De même, dans la majorité des places publiques telles que les marchés, les lieux de travail et les espaces de loisir, les toilettes sécurisées et spécialement aménagées pour les femmes sont bien rares.  Au-delà des structures sanitaires insuffisantes, l’accès au matériel hygiénique reste tout autant problématique. Au Burkina Faso et au Niger, la majorité des filles interrogées lors d’une enquête de l’UNICEF utilisent des pièces de tissu ou du coton absorbant car les tampons hygiéniques ne sont pas produits localement et ceux importés, sont chers pour des populations pauvres.

A moins de 10 ans du terme des ODD, le changement est encore possible 

Pour autant l’espoir n’est pas perdu. Car, au Sénégal comme au Niger, sur la problématique de l’hygiène menstruelle, le Conseil de Concertation pour l’Approvisionnement en Eau et l’Assainissement (WSSCC) et l’Entité des Nations Unies pour l’égalité des sexes et l’autonomisation des femmes (ONU Femmes) en Afrique de l’Ouest et du Centre ont mis en œuvre le Programme Conjoint Genre, Hygiène et Assainissement qui a enregistré des résultats édifiants. Ce programme aura permis de combler les gaps en connaissances dans le domaine de l’hygiène et de l’assainissement des femmes. Il a provoqué une prise de conscience des autorités étatiques et autres décideurs pour une prise en compte effective des besoins des femmes dans les processus de prise de décision sur les politiques sanitaires et de promouvoir des bonnes pratiques.

Également, au Niger et au Burkina-Faso, des résultats probants ont été enregistrés par l’organisation Wateraid. Il s’agit du plaidoyer réussi qui a conduit à l’intégration des droits humains à l’eau et à l’assainissement des personnes vulnérables notamment des femmes et des filles dans les documents de politique nationales :la Stratégie Nationale Genre et le  nouveau Référentiel National de Développement. Ces documents mentionnent la nécessité de prendre en compte les besoins spécifiques des femmes et des filles en matière d’assainissement et d’hygiène. Plus encore, à travers ses interventions, elle a influencé avec succès l’institutionnalisation de la célébration nationale de la Journée nationale de l’hygiène menstruelle par les acteurs des secteurs de l’éducation, de l’eau et de l’assainissement. Ces célébrations sont aujourd’hui des opportunités de sensibilisation et de plaidoyer pour un meilleur accès des femmes et des filles à l’assainissement et à l’hygiène. Lors de la campagne présidentielle et législative, l’organisation a aussi saisi cette opportunité pour amener le nouveau gouvernement du Burkina Faso à prioriser dans la mise en œuvre de son programme, les besoins spécifiques des femmes et des filles en matières d’assainissement. A côté au Niger, dans le cadre du projet financé par la foundation Bill et Mélinda Gates, un guide d’intégration Genre dans les Plans locaux Eau Assainissement et Hygiène est en train d’être élaboré avec l’appui de Wateraid.
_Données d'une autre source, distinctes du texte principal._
//! Gitignore-style exclusion rules loaded from a `.treeignore` file
//!
//! Patterns follow `.gitignore` syntax: `#` comments, `!` negation, a trailing
//! `/` for directory-only rules, and `*`, `**`, `?`, `[...]` wildcards. Rules
//! are evaluated in file order and the last match decides.
//!
//! Paths handed to [`IgnoreRules::is_excluded`] are relative to the rule set's
//! root, `/`-separated, and carry a trailing `/` when they name a directory.

use std::fs;
use std::io;
use std::path::{Path, PathBuf};

use ignore::gitignore::{Gitignore, GitignoreBuilder};
use tracing::{debug, warn};

use crate::error::{Error, Result};

/// Name of the ignore file looked up in the traversal root.
pub const DEFAULT_IGNORE_FILE: &str = ".treeignore";

/// Compiled, immutable ignore rule set.
#[derive(Debug, Clone)]
pub struct IgnoreRules {
    matcher: Gitignore,
    skipped: usize,
}

impl IgnoreRules {
    /// A rule set that excludes nothing.
    pub fn empty() -> Self {
        Self {
            matcher: Gitignore::empty(),
            skipped: 0,
        }
    }

    /// Compile ordered pattern lines relative to `root`.
    ///
    /// A line the glob compiler rejects (an inverted range such as `[z-a]`, an
    /// unclosed `{`) is skipped with a warning and the remaining lines still
    /// apply. An unclosed `[` is not an error: it matches literally, as git
    /// does.
    pub fn compile<I, S>(root: &Path, lines: I) -> Self
    where
        I: IntoIterator<Item = S>,
        S: AsRef<str>,
    {
        let mut builder = GitignoreBuilder::new(root);
        let mut skipped = 0usize;

        for (index, line) in lines.into_iter().enumerate() {
            let line = line.as_ref();
            if let Err(err) = builder.add_line(None, line) {
                warn!(
                    line = index + 1,
                    pattern = line,
                    error = %err,
                    "skipping malformed ignore pattern"
                );
                skipped += 1;
            }
        }

        // Each glob was already validated by `add_line`; building the combined
        // set can only fail if its regex exceeds the size limit.
        let matcher = match builder.build() {
            Ok(matcher) => matcher,
            Err(err) => {
                warn!(error = %err, "could not build ignore rules, nothing will be excluded");
                Gitignore::empty()
            }
        };

        Self { matcher, skipped }
    }

    /// Read and compile the ignore file `file` (relative to `root`, or absolute).
    ///
    /// A missing file yields an empty rule set.
    pub fn load(root: &Path, file: &Path) -> Result<Self> {
        let path = root.join(file);
        match fs::read_to_string(&path) {
            Ok(contents) => {
                let rules = Self::compile(root, contents.lines());
                debug!(
                    path = %path.display(),
                    rules = rules.len(),
                    skipped = rules.skipped(),
                    "loaded ignore rules"
                );
                Ok(rules)
            }
            Err(err) if err.kind() == io::ErrorKind::NotFound => {
                debug!(path = %path.display(), "no ignore file, excluding nothing");
                Ok(Self::empty())
            }
            Err(source) => Err(Error::IgnoreFile { path, source }),
        }
    }

    /// Whether `relative` is excluded, either directly or through one of its
    /// parent directories.
    ///
    /// `relative` is taken relative to the rule set's root; a leading `/` is
    /// ignored.
    pub fn is_excluded(&self, relative: &str) -> bool {
        let is_dir = relative.ends_with('/');
        let trimmed = relative.trim_start_matches('/').trim_end_matches('/');
        if trimmed.is_empty() || self.is_empty() {
            return false;
        }
        self.matcher
            .matched_path_or_any_parents(PathBuf::from(trimmed), is_dir)
            .is_ignore()
    }

    /// Number of compiled rules, negations included.
    pub fn len(&self) -> usize {
        (self.matcher.num_ignores() + self.matcher.num_whitelists()) as usize
    }

    pub fn is_empty(&self) -> bool {
        self.matcher.is_empty()
    }

    /// Number of lines dropped as malformed.
    pub fn skipped(&self) -> usize {
        self.skipped
    }
}

impl Default for IgnoreRules {
    fn default() -> Self {
        Self::empty()
    }
}

#[cfg(test)]
mod tests {
    use super::*;
    use tempfile::TempDir;

    fn rules(lines: &[&str]) -> IgnoreRules {
        IgnoreRules::compile(Path::new("/project"), lines.iter().copied())
    }

    #[test]
    fn test_empty_rules_exclude_nothing() {
        let rules = IgnoreRules::empty();
        assert!(rules.is_empty());
        assert!(!rules.is_excluded("a.log"));
        assert!(!rules.is_excluded("target/"));
    }

    #[test]
    fn test_comments_and_blank_lines() {
        let rules = rules(&["# build output", "", "   ", "*.o"]);
        assert_eq!(rules.len(), 1);
        assert_eq!(rules.skipped(), 0);
        assert!(rules.is_excluded("main.o"));
        assert!(!rules.is_excluded("# build output"));
    }

    #[test]
    fn test_directory_only_pattern() {
        let rules = rules(&["foo/"]);
        assert!(rules.is_excluded("foo/"));
        assert!(rules.is_excluded("nested/foo/"));
        assert!(!rules.is_excluded("foo"), "a file named foo is kept");
        assert!(rules.is_excluded("foo/bar.txt"), "contents follow the directory");
    }

    #[test]
    fn test_extension_glob_at_any_depth() {
        let rules = rules(&["*.log"]);
        assert!(rules.is_excluded("a.log"));
        assert!(rules.is_excluded("dir/b.log"));
        assert!(rules.is_excluded("dir/deeper/c.log"));
        assert!(!rules.is_excluded("a.log.txt"));
    }

    #[test]
    fn test_negation_reincludes() {
        let rules = rules(&["*.log", "!keep.log"]);
        assert!(rules.is_excluded("a.log"));
        assert!(!rules.is_excluded("keep.log"));
        assert!(!rules.is_excluded("sub/keep.log"));
    }

    #[test]
    fn test_last_matching_rule_wins() {
        let rules = rules(&["!keep.log", "*.log"]);
        assert!(rules.is_excluded("keep.log"));
    }

    #[test]
    fn test_anchored_patterns() {
        let rules = rules(&["/build/", "docs/*.md"]);
        assert!(rules.is_excluded("build/"));
        assert!(!rules.is_excluded("src/build/"));
        assert!(rules.is_excluded("docs/intro.md"));
        assert!(!rules.is_excluded("other/docs/intro.md"));
        assert!(!rules.is_excluded("docs/sub/intro.md"), "* stays within a segment");
    }

    #[test]
    fn test_double_star_crosses_segments() {
        let rules = rules(&["**/cache/", "a/**/z.txt"]);
        assert!(rules.is_excluded("cache/"));
        assert!(rules.is_excluded("x/y/cache/"));
        assert!(rules.is_excluded("a/z.txt"));
        assert!(rules.is_excluded("a/b/c/z.txt"));
        assert!(!rules.is_excluded("b/z.txt"));
    }

    #[test]
    fn test_single_char_and_class_wildcards() {
        let rules = rules(&["file?.txt", "[ab].md"]);
        assert!(rules.is_excluded("file1.txt"));
        assert!(!rules.is_excluded("file12.txt"));
        assert!(rules.is_excluded("a.md"));
        assert!(rules.is_excluded("b.md"));
        assert!(!rules.is_excluded("c.md"));
    }

    #[test]
    fn test_matching_is_case_sensitive() {
        let rules = rules(&["*.LOG"]);
        assert!(rules.is_excluded("A.LOG"));
        assert!(!rules.is_excluded("a.log"));
    }

    #[test]
    fn test_leading_slash_is_relative_to_root() {
        let rules = rules(&["*.log", "/build/"]);
        assert!(rules.is_excluded("/x.log"));
        assert!(rules.is_excluded("/build/"));
        assert!(!rules.is_excluded("/src/"));
        assert!(!rules.is_excluded("/"));
    }

    #[test]
    fn test_malformed_line_is_skipped() {
        let rules = rules(&["[z-a].txt", "*.tmp"]);
        assert_eq!(rules.skipped(), 1);
        assert_eq!(rules.len(), 1);
        assert!(rules.is_excluded("scratch.tmp"));
        assert!(!rules.is_excluded("z.txt"));
    }

    #[test]
    fn test_load_missing_file_is_empty() {
        let dir = TempDir::new().unwrap();
        let rules = IgnoreRules::load(dir.path(), Path::new(DEFAULT_IGNORE_FILE)).unwrap();
        assert!(rules.is_empty());
        assert!(!rules.is_excluded("anything"));
    }

    #[test]
    fn test_load_reads_file() {
        let dir = TempDir::new().unwrap();
        fs::write(
            dir.path().join(DEFAULT_IGNORE_FILE),
            "# comment\r\ntarget/\r\n*.log\n",
        )
        .unwrap();

        let rules = IgnoreRules::load(dir.path(), Path::new(DEFAULT_IGNORE_FILE)).unwrap();
        assert_eq!(rules.len(), 2);
        assert!(rules.is_excluded("target/"));
        assert!(rules.is_excluded("x.log"));
        assert!(!rules.is_excluded("src/"));
    }

    #[test]
    fn test_load_directory_is_error() {
        let dir = TempDir::new().unwrap();
        fs::create_dir(dir.path().join(DEFAULT_IGNORE_FILE)).unwrap();

        let err = IgnoreRules::load(dir.path(), Path::new(DEFAULT_IGNORE_FILE)).unwrap_err();
        assert!(matches!(err, Error::IgnoreFile { .. }));
    }
}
 Au-delà des femmes et des jeunes filles, il est aussi important d’engager les enfants et les jeunes dans les discussions autour de l’assainissement. Le développement du leadership des jeunes peut être un tremplin pour améliorer leur participation aux initiatives aussi bien sur le plan local que national.

Avec les politiques et stratégies sensibles au genre, l’heure est venue de passer à l’action avec les ODD qui invitent et appellent à un engagement plus fort pour l’accès universel d’ici 2030. Cette fenêtre d’opportunité devra être saisie pour plus de femmes dans le secteur et surtout, pour que leurs besoins et préoccupations soient réellement pris en compte afin de combler le gap considérable en infrastructures sanitaires aussi bien dans les zones urbaines que rurales.

Originaire du Bénin en Afrique de l’ouest, Alain TOSSOUNON est journaliste depuis plus d’une quinzaine d’années. Rédacteur en Chef puis Directeur de rédaction de l’hebdomadaire spécialisé dans la décentralisation et la gouvernance locale « Le Municipal », il a suivi et validé plusieurs certificats en gestion des ressources naturelles (Université Senghor d’Alexandrie) et en eau avant de passer grand reporter sur les thématiques de l’eau, l’hygiène et l’assainissement de base et l’environnement.